The night before Sadie’s father died, they ate pasta with garlic bread. She and her mother drank milk. Her father had a beer.

“Careful, Daddy. You’re starting to get a beer belly.”

He frowned around the lip of the bottle. “Hey, now. Can’t a man enjoy a beer every once in a while? Back me up here, Laura.”

“Your father works extra hours to put food on the table for us, Sadie. I think he’s entitled to a beer every once in a while.”

“Ha!
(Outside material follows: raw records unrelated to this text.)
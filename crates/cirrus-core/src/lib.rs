//! Resolution of published cloud artifacts: image metadata refresh and reconciliation,
//! and agent tools selection with build on demand.

mod aggregate;
mod commands;
mod config;
mod context;
pub mod diagnostics;
mod effects;
mod errors;
mod fetch;
mod outcome;
mod reconcile;
mod refresh;
mod scope;
mod system;
#[cfg(test)]
mod testing;
pub mod tools;

pub use crate::aggregate::{aggregate, aggregate_images, aggregate_tools, Aggregated};
pub use crate::commands::{
    metadata_list, metadata_refresh, metadata_save, metadata_search, tools_ensure,
    MetadataListRequest, MetadataSaveRequest, ToolsEnsureRequest,
};
pub use crate::config::{EnvSnapshot, GlobalOptions, Settings, CIRRUS_VERSION};
pub use crate::context::CommandContext;
pub use crate::effects::{
    BuildTool, CatalogStore, Effects, HasRegion, Host, Provider, SharedEffects, SystemEffects,
    ToolsStorage, Transport,
};
pub use crate::errors::{CatalogError, ToolsError};
pub use crate::fetch::{fetch_images, fetch_tools};
pub use crate::outcome::{
    format_status_message, to_json_response, CommandGroup, CommandInfo, CommandStatus,
    ExecutionOutcome,
};
pub use crate::reconcile::{
    list_metadata, listing_order, reconcile, RecordResult, RecordSummary, Reconciliation,
};
pub use crate::refresh::{
    list, refresh_published_metadata, save_metadata, search_published_images, RefreshSummary,
};
pub use crate::scope::{resolve_scope, ScopeRequirement};
pub use crate::system::{
    ArchiveToolsStorage, FileCatalogStore, LocalTransport, ManifestProvider, SystemHost,
    TarballBuilder,
};
pub use crate::tools::ensure_tools_availability;
use std::env;

use cirrus_core::CommandStatus;
use color_eyre::owo_colors::OwoColorize;

pub struct Style {
    enabled: bool,
}

impl Style {
    pub fn new(force_no_color: bool, is_tty: bool) -> Self {
        let env_no_color = env::var_os("NO_COLOR").is_some();
        Self {
            enabled: !(force_no_color || env_no_color) && is_tty,
        }
    }

    pub fn status(&self, status: &CommandStatus, text: &str) -> String {
        let line = match status {
            CommandStatus::Ok => format!("✔ {text}"),
            CommandStatus::UserError => format!("✗ {text}"),
            CommandStatus::Failure => format!("✖ {text}"),
        };
        if !self.enabled {
            return line;
        }
        match status {
            CommandStatus::Ok => line.green().bold().to_string(),
            CommandStatus::UserError => line.yellow().bold().to_string(),
            CommandStatus::Failure => line.red().bold().to_string(),
        }
    }

    pub fn info(&self, text: &str) -> String {
        if !self.enabled {
            return text.to_string();
        }
        text.cyan().to_string()
    }

    pub fn heading(&self, text: &str) -> String {
        if !self.enabled {
            return text.to_string();
        }
        text.bold().to_string()
    }
}
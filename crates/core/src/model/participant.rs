use serde::{Deserialize, Serialize};
use std::fmt;
use thiserror::Error;

#[derive(Debug, Error, Clone, PartialEq, Eq)]
#[non_exhaustive]
pub enum ParticipantError {
    #[error("participant id cannot be empty")]
    MissingId,

    #[error("email cannot be empty")]
    MissingEmail,
}

/// Email literal meaning "do not send me the results".
pub const EMAIL_OPT_OUT: &str = "no";

/// Identity supplied by a participant when starting a session.
#[derive(Debug, Clone, PartialEq, Eq, Hash, Serialize, Deserialize)]
pub struct Participant {
    id: String,
    email: String,
}

impl Participant {
    /// Both fields are trimmed; blank values are rejected.
    ///
    /// # Errors
    ///
    /// Returns `ParticipantError::MissingId` or `ParticipantError::MissingEmail`.
    pub fn new(id: impl Into<String>, email: impl Into<String>) -> Result<Self, ParticipantError> {
        let id = id.into().trim().to_owned();
        if id.is_empty() {
            return Err(ParticipantError::MissingId);
        }
        let email = email.into().trim().to_owned();
        if email.is_empty() {
            return Err(ParticipantError::MissingEmail);
        }
        Ok(Self { id, email })
    }

    #[must_use]
    pub fn id(&self) -> &str {
        &self.id
    }

    #[must_use]
    pub fn email(&self) -> &str {
        &self.email
    }

    /// False when the participant typed the opt-out literal instead of an address.
    #[must_use]
    pub fn wants_results(&self) -> bool {
        !self.email.eq_ignore_ascii_case(EMAIL_OPT_OUT)
    }
}

impl fmt::Display for Participant {
    fn fmt(&self, f: &mut fmt::Formatter<'_>) -> fmt::Result {
        write!(f, "{}", self.id)
    }
}

#[cfg(test)]
mod tests {
    use super::*;

    #[test]
    fn rejects_blank_fields() {
        assert_eq!(Participant::new(" ", "a@b.c"), Err(ParticipantError::MissingId));
        assert_eq!(Participant::new("p1", ""), Err(ParticipantError::MissingEmail));
    }

    #[test]
    fn opt_out_literal_disables_results() {
        let p = Participant::new("p1", "No").unwrap();
        assert!(!p.wants_results());
        let p = Participant::new(" p2 ", "p2@example.org").unwrap();
        assert_eq!(p.id(), "p2");
        assert!(p.wants_results());
    }
}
I win,” he tilts back the bottle with a smug look.

“Whose side are you on, mom?”

“I’m on your side, sweetie. I’m just trying to be reasonable.”

Sadie crossed her arms. “I don’t know how you’d survive without me.”

“I’m glad I have you to keep my  heart beating strong, Sadie-bear!” He laughed with lungs like bellows. Sadie loved that laugh. She blushed and twirled her pasta around her fork.

The night after Sadie’s father died, she had spent the entire day locked up in her room. Her mom came up to feed her. She wasn’t hungry. She came up to give her water. She wasn’t thirsty either. Did she want to talk? No. She merely stared at the blinds, watching the sunlight through the slats die.

Finally, she got up and switched on her computer. In her private blog, she wrote: “We killed him. If we weren’t around, Dad wouldn’t have had to be out there working. He’d still be here.”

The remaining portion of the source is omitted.